### PROBLEM
From the entries that follow, copy each line in which "BodyLength" appears.

(Records from a dataset)
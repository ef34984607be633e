//! Message body framing
//!
//! Decides from the headers how a body is delimited (Content-Length, chunked
//! transfer-coding or connection close), exposes the incoming body as a
//! bounded `Read`, and writes outgoing bodies with the matching framing.

use super::chunked::{ChunkedEncoder, ChunkedReader};
use super::{Error, Headers, Method, Result, Status, Version};
use bytes::{Buf, Bytes};
use std::fmt;
use std::io::{self, BufRead, Read, Write};
use std::sync::atomic::{AtomicBool, Ordering};
use std::sync::Arc;

/// Declared length of a message body
#[derive(Debug, Clone, Copy, PartialEq, Eq, Default)]
pub enum BodyLength {
    /// No body at all
    #[default]
    None,
    /// Exactly this many bytes
    Known(u64),
    /// Length not known up front (chunked or close-delimited)
    Unknown,
}

impl BodyLength {
    pub fn known(&self) -> Option<u64> {
        match self {
            BodyLength::None => Some(0),
            BodyLength::Known(n) => Some(*n),
            BodyLength::Unknown => None,
        }
    }
}

/// How the bytes of one body are delimited on the wire
#[derive(Debug, Clone, Copy, PartialEq, Eq)]
pub(crate) enum Framing {
    /// Zero-length body, no framing header
    Empty,
    /// `Content-Length: n`
    Length(u64),
    /// `Transfer-Encoding: chunked`
    Chunked,
    /// Body runs until the connection closes
    UntilClose,
}

enum Inner<'a> {
    Empty,
    Bytes(Bytes),
    Fixed {
        reader: &'a mut dyn BufRead,
        remaining: u64,
    },
    Chunked(ChunkedReader<&'a mut dyn BufRead>),
    UntilClose(&'a mut dyn BufRead),
    Reader(Box<dyn Read + 'a>),
}

/// A message body stream
///
/// Incoming bodies borrow the connection reader and stop exactly at the end
/// of the framed body, so the next message on the connection can be parsed
/// once the body is drained. Outgoing bodies are built from bytes or from any
/// reader.
pub struct Body<'a> {
    inner: Inner<'a>,
}

impl<'a> Body<'a> {
    pub fn empty() -> Self {
        Body { inner: Inner::Empty }
    }

    /// In-memory body; its length is known.
    pub fn from_bytes(data: impl Into<Vec<u8>>) -> Self {
        Body {
            inner: Inner::Bytes(Bytes::from(data.into())),
        }
    }

    /// Streaming body of unknown length
    pub fn from_reader(reader: impl Read + 'a) -> Self {
        Body {
            inner: Inner::Reader(Box::new(reader)),
        }
    }

    pub(crate) fn incoming(reader: &'a mut dyn BufRead, framing: Framing) -> Self {
        let inner = match framing {
            Framing::Empty | Framing::Length(0) => Inner::Empty,
            Framing::Length(n) => Inner::Fixed {
                reader,
                remaining: n,
            },
            Framing::Chunked => Inner::Chunked(ChunkedReader::new(reader)),
            Framing::UntilClose => Inner::UntilClose(reader),
        };
        Body { inner }
    }

    /// Bytes left, when that is known without reading
    pub fn known_len(&self) -> Option<u64> {
        match &self.inner {
            Inner::Empty => Some(0),
            Inner::Bytes(b) => Some(b.len() as u64),
            Inner::Fixed { remaining, .. } => Some(*remaining),
            _ => None,
        }
    }

    pub fn is_empty(&self) -> bool {
        self.known_len() == Some(0)
    }

    /// Trailer fields of a chunked body that has been read to the end
    pub fn trailers(&self) -> Option<&Headers> {
        match &self.inner {
            Inner::Chunked(c) if c.is_complete() => Some(c.trailers()),
            _ => None,
        }
    }

    /// Read the rest of the body into memory
    pub fn read_to_vec(&mut self) -> Result<Vec<u8>> {
        let mut out = Vec::new();
        self.read_to_end(&mut out)?;
        Ok(out)
    }

    /// Discard at most `limit` bytes. Returns whether the body reached its
    /// end within that budget.
    pub fn drain(&mut self, limit: u64) -> Result<bool> {
        if self.is_empty() {
            return Ok(true);
        }
        let discarded = io::copy(&mut self.by_ref().take(limit.saturating_add(1)), &mut io::sink())?;
        Ok(discarded <= limit)
    }
}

### EXERCISE RESPONSE
pub enum BodyLength {
impl BodyLength {
            BodyLength::None => Some(0),
            BodyLength::Known(n) => Some(*n),
            BodyLength::Unknown => None,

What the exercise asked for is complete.